**WHAT IS NEEDED**
A word-for-word repeat of all the data is the goal.

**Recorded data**
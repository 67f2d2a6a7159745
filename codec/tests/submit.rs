//! Independent test for submitting codec plugins in a separate crate.
//!
//! Only applicable to the inventory-based catalog.
#![cfg(feature = "inventory-registry")]

use dicom_codec::{
    submit_image_reader, submit_image_writer, CodecCatalog, ImageReader, ImageWriter,
    InstantiateResult, InventoryCatalog, ReaderPlugin, WriterPlugin,
};

/// this would, in theory, decode some images
#[derive(Debug)]
struct DummyDecoder;

impl ImageReader for DummyDecoder {
    fn implementation(&self) -> &str {
        "dummy-decoder"
    }
}

/// this would, in theory, encode some images
#[derive(Debug)]
struct DummyEncoder;

impl ImageWriter for DummyEncoder {}

fn new_decoder() -> Box<dyn ImageReader> {
    Box::new(DummyDecoder)
}

fn new_encoder() -> InstantiateResult<Box<dyn ImageWriter>> {
    Ok(Box::new(DummyEncoder))
}

submit_image_reader! {
    ReaderPlugin::new(&["dummy-format"], new_decoder)
}

submit_image_writer! {
    WriterPlugin::new(&["dummy-format", "Dummy Format"], new_encoder)
}

#[test]
fn contains_dummy_reader() {
    let readers = InventoryCatalog.readers_by_format("dummy-format");
    assert_eq!(readers.len(), 1);
    assert_eq!(readers[0].implementation(), "dummy-decoder");

    assert!(InventoryCatalog.readers_by_format("dummy").is_empty());
}

#[test]
fn contains_dummy_writer_service() {
    let writers = InventoryCatalog.writers_by_format("Dummy Format");
    assert_eq!(writers.len(), 1);
    assert_eq!(writers[0].implementation(), "submit::DummyEncoder");

    let services = InventoryCatalog.writer_services();
    assert!(services.iter().any(|s| s.supports_format("DUMMY-FORMAT")));
}
use soroban_sdk::contracterror;

#[contracterror]
#[derive(Copy, Clone, Debug, Eq, PartialEq, PartialOrd, Ord)]
#[repr(u32)]
pub enum ContractError {
    NothingToClaim = 1,
    InvalidRewardAmount = 2,
    ContractMathError = 3,
}
use lockstake::ttl::{PERSISTENT_RENEWAL_THRESHOLD, PERSISTENT_TARGET_TTL};
use soroban_sdk::{contracttype, Address, Env};

#[contracttype]
#[derive(Clone, Debug, Eq, PartialEq)]
pub struct Config {
    // Stake pool whose live shares weight every claim
    pub stake_pool: Address,
    // Token that is being distributed through this contract
    pub reward_token: Address,
    // Month 0 starts accruing here
    pub start_time: u64,
}

/// Bookkeeping of a single reward month.
#[contracttype]
#[derive(Clone, Debug, Eq, PartialEq, Default)]
pub struct MonthData {
    /// Total reward funded for the month; funding only ever adds to it
    pub reward: i128,
    /// Part of `reward` already paid out to stakers
    pub claimed_reward: i128,
}

#[contracttype]
#[derive(Clone, Debug, Eq, PartialEq)]
pub enum DataKey {
    Config,
    Month(u32),
    ClaimedMonths(Address),
}

pub fn get_config(env: &Env) -> Config {
    let config = env
        .storage()
        .persistent()
        .get(&DataKey::Config)
        .expect("Rewards: Config not set");
    env.storage().persistent().extend_ttl(
        &DataKey::Config,
        PERSISTENT_RENEWAL_THRESHOLD,
        PERSISTENT_TARGET_TTL,
    );

    config
}

pub fn save_config(env: &Env, config: &Config) {
    env.storage().persistent().set(&DataKey::Config, config);
    env.storage().persistent().extend_ttl(
        &DataKey::Config,
        PERSISTENT_RENEWAL_THRESHOLD,
        PERSISTENT_TARGET_TTL,
    );
}

pub fn get_month(env: &Env, index: u32) -> MonthData {
    let key = DataKey::Month(index);
    let month = env
        .storage()
        .persistent()
        .get(&key)
        .unwrap_or_default();
    env.storage().persistent().has(&key).then(|| {
        env.storage().persistent().extend_ttl(
            &key,
            PERSISTENT_RENEWAL_THRESHOLD,
            PERSISTENT_TARGET_TTL,
        )
    });

    month
}

pub fn save_month(env: &Env, index: u32, month: &MonthData) {
    let key = DataKey::Month(index);
    env.storage().persistent().set(&key, month);
    env.storage().persistent().extend_ttl(
        &key,
        PERSISTENT_RENEWAL_THRESHOLD,
        PERSISTENT_TARGET_TTL,
    );
}

/// First month index the staker has not been paid for yet.
pub fn get_claimed_months(env: &Env, staker: &Address) -> u32 {
    let key = DataKey::ClaimedMonths(staker.clone());
    let claimed = env.storage().persistent().get(&key).unwrap_or(0u32);
    env.storage().persistent().has(&key).then(|| {
        env.storage().persistent().extend_ttl(
            &key,
            PERSISTENT_RENEWAL_THRESHOLD,
            PERSISTENT_TARGET_TTL,
        )
    });

    claimed
}

pub fn save_claimed_months(env: &Env, staker: &Address, claimed: u32) {
    let key = DataKey::ClaimedMonths(staker.clone());
    env.storage().persistent().set(&key, &claimed);
    env.storage().persistent().extend_ttl(
        &key,
        PERSISTENT_RENEWAL_THRESHOLD,
        PERSISTENT_TARGET_TTL,
    );
}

**RESULT BELOW**
repository 67f2d2a6a7159745
filename codec/tests/submit.rs
//! Independent test for submitting codec plugins in a separate crate.
//!
//! Only applicable to the inventory-based catalog.
#![cfg(feature = "inventory-registry")]

use dicom_codec::{
    submit_image_reader, submit_image_writer, CodecCatalog, ImageReader, ImageWriter,
    InstantiateResult, InventoryCatalog, ReaderPlugin, WriterPlugin,
};

/// this would, in theory, decode some images
#[derive(Debug)]
struct DummyDecoder;

impl ImageReader for DummyDecoder {
    fn implementation(&self) -> &str {
        "dummy-decoder"
    }
}

/// this would, in theory, encode some images
#[derive(Debug)]
struct DummyEncoder;

impl ImageWriter for DummyEncoder {}

fn new_decoder() -> Box<dyn ImageReader> {
    Box::new(DummyDecoder)
}

fn new_encoder() -> InstantiateResult<Box<dyn ImageWriter>> {
    Ok(Box::new(DummyEncoder))
}

submit_image_reader! {
    ReaderPlugin::new(&["dummy-format"], new_decoder)
}

submit_image_writer! {
    WriterPlugin::new(&["dummy-format", "Dummy Format"], new_encoder)
}

#[test]
fn contains_dummy_reader() {
    let readers = InventoryCatalog.readers_by_format("dummy-format");
    assert_eq!(readers.len(), 1);
    assert_eq!(readers[0].implementation(), "dummy-decoder");

    assert!(InventoryCatalog.readers_by_format("dummy").is_empty());
}

#[test]
fn contains_dummy_writer_service() {
    let writers = InventoryCatalog.writers_by_format("Dummy Format");
    assert_eq!(writers.len(), 1);
    assert_eq!(writers[0].implementation(), "submit::DummyEncoder");

    let services = InventoryCatalog.writer_services();
    assert!(services.iter().any(|s| s.supports_format("DUMMY-FORMAT")));
}
use soroban_sdk::contracterror;

#[contracterror]
#[derive(Copy, Clone, Debug, Eq, PartialEq, PartialOrd, Ord)]
#[repr(u32)]
pub enum ContractError {
    NothingToClaim = 1,
    InvalidRewardAmount = 2,
    ContractMathError = 3,
}
use lockstake::ttl::{PERSISTENT_RENEWAL_THRESHOLD, PERSISTENT_TARGET_TTL};
use soroban_sdk::{contracttype, Address, Env};

#[contracttype]
#[derive(Clone, Debug, Eq, PartialEq)]
pub struct Config {
    // Stake pool whose live shares weight every claim
    pub stake_pool: Address,
    // Token that is being distributed through this contract
    pub reward_token: Address,
    // Month 0 starts accruing here
    pub start_time: u64,
}

/// Bookkeeping of a single reward month.
#[contracttype]
#[derive(Clone, Debug, Eq, PartialEq, Default)]
pub struct MonthData {
    /// Total reward funded for the month; funding only ever adds to it
    pub reward: i128,
    /// Part of `reward` already paid out to stakers
    pub claimed_reward: i128,
}

#[contracttype]
#[derive(Clone, Debug, Eq, PartialEq)]
pub enum DataKey {
    Config,
    Month(u32),
    ClaimedMonths(Address),
}

pub fn get_config(env: &Env) -> Config {
    let config = env
        .storage()
        .persistent()
        .get(&DataKey::Config)
        .expect("Rewards: Config not set");
    env.storage().persistent().extend_ttl(
        &DataKey::Config,
        PERSISTENT_RENEWAL_THRESHOLD,
        PERSISTENT_TARGET_TTL,
    );

    config
}

pub fn save_config(env: &Env, config: &Config) {
    env.storage().persistent().set(&DataKey::Config, config);
    env.storage().persistent().extend_ttl(
        &DataKey::Config,
        PERSISTENT_RENEWAL_THRESHOLD,
        PERSISTENT_TARGET_TTL,
    );
}

pub fn get_month(env: &Env, index: u32) -> MonthData {
    let key = DataKey::Month(index);
    let month = env
        .storage()
        .persistent()
        .get(&key)
        .unwrap_or_default();
    env.storage().persistent().has(&key).then(|| {
        env.storage().persistent().extend_ttl(
            &key,
            PERSISTENT_RENEWAL_THRESHOLD,
            PERSISTENT_TARGET_TTL,
        )
    });

    month
}

pub fn save_month(env: &Env, index: u32, month: &MonthData) {
    let key = DataKey::Month(index);
    env.storage().persistent().set(&key, month);
    env.storage().persistent().extend_ttl(
        &key,
        PERSISTENT_RENEWAL_THRESHOLD,
        PERSISTENT_TARGET_TTL,
    );
}

/// First month index the staker has not been paid for yet.
pub fn get_claimed_months(env: &Env, staker: &Address) -> u32 {
    let key = DataKey::ClaimedMonths(staker.clone());
    let claimed = env.storage().persistent().get(&key).unwrap_or(0u32);
    env.storage().persistent().has(&key).then(|| {
        env.storage().persistent().extend_ttl(
            &key,
            PERSISTENT_RENEWAL_THRESHOLD,
            PERSISTENT_TARGET_TTL,
        )
    });

    claimed
}

pub fn save_claimed_months(env: &Env, staker: &Address, claimed: u32) {
    let key = DataKey::ClaimedMonths(staker.clone());
    env.storage().persistent().set(&key, &claimed);
    env.storage().persistent().extend_ttl(
        &key,
        PERSISTENT_RENEWAL_THRESHOLD,
        PERSISTENT_TARGET_TTL,
    );
}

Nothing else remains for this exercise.